Die Trump-Regierung schlägt einen Fonds in Höhe von 1,7 Milliarden US-Dollar vor, um politische Verbündete zu entschädigen, die im Rahmen der Ermittlungen unter Biden untersucht wurden

GateNews
Laut New York Times vom 16. Mai erwägt die Trump-Administration die Einrichtung eines Fonds in Höhe von 1,7 Milliarden US-Dollar, um Verbündete zu entschädigen, die während der Amtszeit von Präsident Biden Untersuchungen des Justizministeriums ausgesetzt waren. Der Vorschlag, der von drei informierten Quellen offengelegt wurde, ist bislang noch nicht finalisiert oder genehmigt worden.

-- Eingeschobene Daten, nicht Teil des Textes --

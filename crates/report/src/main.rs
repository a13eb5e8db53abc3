//! Print one page of the inventory audit history screen as JSON.

use anyhow::Context;
use chrono::NaiveDate;
use clap::Parser;
use sqlx::postgres::PgPoolOptions;

use invtrack_core::memory::InMemoryCatalog;
use invtrack_core::{OrderId, ProductId};
use invtrack_infra::{
    AuditFilter, AuditStore, ConfiguredOrders, ExternalPoLinks, HistoryScreen, InMemoryAuditStore,
    PostgresAuditStore, TrackerConfig, UpdateManager,
};

#[derive(Debug, Parser)]
#[command(name = "invtrack-report")]
#[command(about = "Inventory audit history", long_about = None)]
struct Cli {
    /// Substring of the product SKU
    #[arg(long)]
    sku: Option<String>,

    /// Exact product id
    #[arg(long)]
    product_id: Option<ProductId>,

    /// Exact order or purchase order id
    #[arg(long)]
    order_id: Option<OrderId>,

    /// Only changes on or before this day (YYYY-MM-DD, UTC)
    #[arg(long)]
    date: Option<NaiveDate>,

    /// 1-based page number
    #[arg(long, default_value_t = 1)]
    page: u32,
}

impl Cli {
    fn filter(&self) -> AuditFilter {
        AuditFilter {
            product_id: self.product_id,
            product_sku: self.sku.clone(),
            order_id: self.order_id,
            on_or_before: self.date,
        }
    }
}

fn main() -> anyhow::Result<()> {
    let cli = Cli::parse();
    let config = TrackerConfig::from_env().context("invalid configuration")?;
    invtrack_observability::init_with(&config.log_filter, config.log_format);

    let filter = cli.filter();

    let output = match config.database_url.as_deref() {
        Some(url) => {
            let runtime = tokio::runtime::Builder::new_multi_thread()
                .enable_all()
                .build()
                .context("failed to start tokio runtime")?;
            let pool = runtime
                .block_on(
                    PgPoolOptions::new()
                        .max_connections(config.max_connections)
                        .connect(url),
                )
                .context("failed to connect to Postgres")?;

            let store = PostgresAuditStore::new(pool, runtime.handle().clone());
            store.ensure_schema()?;
            render(UpdateManager::new(store).with_page_size(config.page_size), &config, &filter, cli.page)?
        }
        None => {
            tracing::warn!("INVTRACK_DATABASE_URL not set; reporting from an empty in-memory store");
            render(
                UpdateManager::new(InMemoryAuditStore::new()).with_page_size(config.page_size),
                &config,
                &filter,
                cli.page,
            )?
        }
    };

    println!("{output}");
    Ok(())
}

/// Render one history page. The report runs outside the shop, so there is no
/// live catalog and the current-stock rows stay empty.
fn render<S: AuditStore>(
    manager: UpdateManager<S>,
    config: &TrackerConfig,
    filter: &AuditFilter,
    page: u32,
) -> anyhow::Result<String> {
    let orders = ConfiguredOrders::new(config.purchase_order_ids.iter().copied());
    let screen = HistoryScreen::new(orders.clone(), config.admin_url.as_str())
        .with_renderer(ExternalPoLinks::new(orders, config.admin_url.as_str()));

    let report = screen.page(&manager, &InMemoryCatalog::new(), filter, page)?;
    tracing::info!(
        total_count = report.total_count,
        returned = report.rows.len(),
        total_pages = report.total_pages,
        "audit history page loaded"
    );
    Ok(serde_json::to_string_pretty(&report)?)
}
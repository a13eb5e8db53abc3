//! Point-in-time stock state of a product.

use serde::{Deserialize, Serialize};

use crate::error::{AuditError, AuditResult};
use crate::id::ProductId;

/// Stock-tracking state of one product at one moment.
///
/// `quantity` is only meaningful while `tracking_enabled` is set. Snapshots are
/// derived from host state and never persisted.
#[derive(Debug, Copy, Clone, PartialEq, Eq, Hash, Serialize, Deserialize)]
pub struct StockSnapshot {
    pub tracking_enabled: bool,
    pub quantity: Option<i64>,
}

impl StockSnapshot {
    /// Snapshot of a product whose stock is managed.
    pub const fn tracked(quantity: i64) -> Self {
        Self {
            tracking_enabled: true,
            quantity: Some(quantity),
        }
    }

    /// Snapshot of a product with unlimited (unmanaged) stock.
    pub const fn untracked() -> Self {
        Self {
            tracking_enabled: false,
            quantity: None,
        }
    }

    /// Build a snapshot from a textual stock value as hosts store it in product meta.
    ///
    /// The text is ignored when tracking is off. When tracking is on it must be
    /// an integer; `"3.5"`, `""` and a missing value are all `InvalidSnapshot`.
    pub fn parse(tracking_enabled: bool, raw_quantity: Option<&str>) -> AuditResult<Self> {
        if !tracking_enabled {
            return Ok(Self::untracked());
        }
        let raw = raw_quantity
            .map(str::trim)
            .filter(|s| !s.is_empty())
            .ok_or_else(|| AuditError::invalid_snapshot("tracking enabled but quantity is missing"))?;
        let quantity = raw
            .parse::<i64>()
            .map_err(|_| AuditError::invalid_snapshot(format!("quantity '{raw}' is not an integer")))?;
        Ok(Self::tracked(quantity))
    }

    /// Quantity of a tracked snapshot.
    ///
    /// Fails when tracking is on but no quantity was captured.
    pub fn tracked_quantity(&self) -> AuditResult<i64> {
        self.quantity.ok_or_else(|| {
            AuditError::invalid_snapshot("tracking enabled but quantity is missing")
        })
    }
}

/// Identity of a product as it appears on an audit record.
#[derive(Debug, Clone, PartialEq, Eq, Hash, Serialize, Deserialize)]
pub struct ProductRef {
    pub id: ProductId,
    pub sku: Option<String>,
}

impl ProductRef {
    pub fn new(id: ProductId, sku: Option<String>) -> Self {
        Self { id, sku }
    }

    /// SKU for human-readable notes; empty when the product has none.
    pub fn sku_label(&self) -> &str {
        self.sku.as_deref().unwrap_or("")
    }
}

Demokraten und ehemalige Regierungsvertreter kritisierten den Plan als politisches Entschädigungskonzept, das aus Steuermitteln finanziert wird. Beamte, die mit dem Vorschlag vertraut sind, erklärten, dass die Schaffung eines Entschädigungsfonds für Trumps Verbündete – aber nicht für den Präsidenten selbst – der Administration kurzfristig eine Lösung bieten könnte, während parallel weiterhin Rechtsstreitigkeiten laufen.